=== Supplied entries ===
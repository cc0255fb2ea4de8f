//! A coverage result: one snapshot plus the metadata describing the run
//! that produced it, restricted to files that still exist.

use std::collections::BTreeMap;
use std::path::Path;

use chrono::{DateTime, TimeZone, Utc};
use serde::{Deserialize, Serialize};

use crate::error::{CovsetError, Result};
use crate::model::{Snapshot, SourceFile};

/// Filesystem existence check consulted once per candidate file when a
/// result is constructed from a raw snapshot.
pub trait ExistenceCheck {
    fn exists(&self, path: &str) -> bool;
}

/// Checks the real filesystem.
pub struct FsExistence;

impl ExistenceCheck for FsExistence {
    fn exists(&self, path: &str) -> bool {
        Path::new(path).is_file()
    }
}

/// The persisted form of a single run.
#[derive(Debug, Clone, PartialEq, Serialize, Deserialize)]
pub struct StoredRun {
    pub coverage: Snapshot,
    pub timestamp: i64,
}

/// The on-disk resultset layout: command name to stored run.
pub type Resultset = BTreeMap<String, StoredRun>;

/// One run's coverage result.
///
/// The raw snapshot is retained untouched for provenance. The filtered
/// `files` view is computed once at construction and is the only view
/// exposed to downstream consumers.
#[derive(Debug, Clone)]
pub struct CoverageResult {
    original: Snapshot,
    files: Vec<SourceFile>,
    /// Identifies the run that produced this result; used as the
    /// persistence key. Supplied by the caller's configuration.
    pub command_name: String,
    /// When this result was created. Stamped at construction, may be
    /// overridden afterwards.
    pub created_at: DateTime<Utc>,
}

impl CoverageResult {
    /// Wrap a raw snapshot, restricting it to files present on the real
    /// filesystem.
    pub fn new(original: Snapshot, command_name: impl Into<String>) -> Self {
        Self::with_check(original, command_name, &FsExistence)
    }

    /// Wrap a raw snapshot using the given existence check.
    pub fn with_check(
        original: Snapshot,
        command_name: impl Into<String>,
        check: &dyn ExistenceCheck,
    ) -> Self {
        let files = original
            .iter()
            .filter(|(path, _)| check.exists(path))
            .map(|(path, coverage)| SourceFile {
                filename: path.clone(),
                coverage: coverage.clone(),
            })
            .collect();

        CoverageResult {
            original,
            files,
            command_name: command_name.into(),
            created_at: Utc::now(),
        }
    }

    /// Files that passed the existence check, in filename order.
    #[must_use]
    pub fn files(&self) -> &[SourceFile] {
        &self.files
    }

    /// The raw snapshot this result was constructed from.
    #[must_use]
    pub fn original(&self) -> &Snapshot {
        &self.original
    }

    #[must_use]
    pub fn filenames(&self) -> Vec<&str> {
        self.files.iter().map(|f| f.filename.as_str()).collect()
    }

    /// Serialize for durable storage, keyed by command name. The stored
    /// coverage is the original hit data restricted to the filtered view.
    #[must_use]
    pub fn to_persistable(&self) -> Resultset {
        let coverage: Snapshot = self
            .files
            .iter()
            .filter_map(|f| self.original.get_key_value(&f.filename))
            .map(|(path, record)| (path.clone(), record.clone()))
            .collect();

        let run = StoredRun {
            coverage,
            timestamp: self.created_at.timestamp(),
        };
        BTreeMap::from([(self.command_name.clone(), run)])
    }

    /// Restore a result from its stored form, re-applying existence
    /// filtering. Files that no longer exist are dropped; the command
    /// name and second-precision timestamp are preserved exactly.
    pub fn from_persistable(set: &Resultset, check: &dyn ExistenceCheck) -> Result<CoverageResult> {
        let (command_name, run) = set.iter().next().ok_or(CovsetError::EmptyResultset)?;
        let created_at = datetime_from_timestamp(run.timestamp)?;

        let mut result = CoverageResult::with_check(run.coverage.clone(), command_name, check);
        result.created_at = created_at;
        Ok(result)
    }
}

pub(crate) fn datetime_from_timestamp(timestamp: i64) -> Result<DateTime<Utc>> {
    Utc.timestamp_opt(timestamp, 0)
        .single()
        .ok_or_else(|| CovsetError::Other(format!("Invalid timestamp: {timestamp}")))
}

=== Task objective ===
Could you reproduce, exactly as written, the lines running from the one with "self.files.iter().map(|f| f.filename.as_str()).collect()" to the end of the entries above?

=== Answer space ===
        self.files.iter().map(|f| f.filename.as_str()).collect()
    }

    /// Serialize for durable storage, keyed by command name. The stored
    /// coverage is the original hit data restricted to the filtered view.
    #[must_use]
    pub fn to_persistable(&self) -> Resultset {
        let coverage: Snapshot = self
            .files
            .iter()
            .filter_map(|f| self.original.get_key_value(&f.filename))
            .map(|(path, record)| (path.clone(), record.clone()))
            .collect();

        let run = StoredRun {
            coverage,
            timestamp: self.created_at.timestamp(),
        };
        BTreeMap::from([(self.command_name.clone(), run)])
    }

    /// Restore a result from its stored form, re-applying existence
    /// filtering. Files that no longer exist are dropped; the command
    /// name and second-precision timestamp are preserved exactly.
    pub fn from_persistable(set: &Resultset, check: &dyn ExistenceCheck) -> Result<CoverageResult> {
        let (command_name, run) = set.iter().next().ok_or(CovsetError::EmptyResultset)?;
        let created_at = datetime_from_timestamp(run.timestamp)?;

        let mut result = CoverageResult::with_check(run.coverage.clone(), command_name, check);
        result.created_at = created_at;
        Ok(result)
    }
}

pub(crate) fn datetime_from_timestamp(timestamp: i64) -> Result<DateTime<Utc>> {
    Utc.timestamp_opt(timestamp, 0)
        .single()
        .ok_or_else(|| CovsetError::Other(format!("Invalid timestamp: {timestamp}")))
}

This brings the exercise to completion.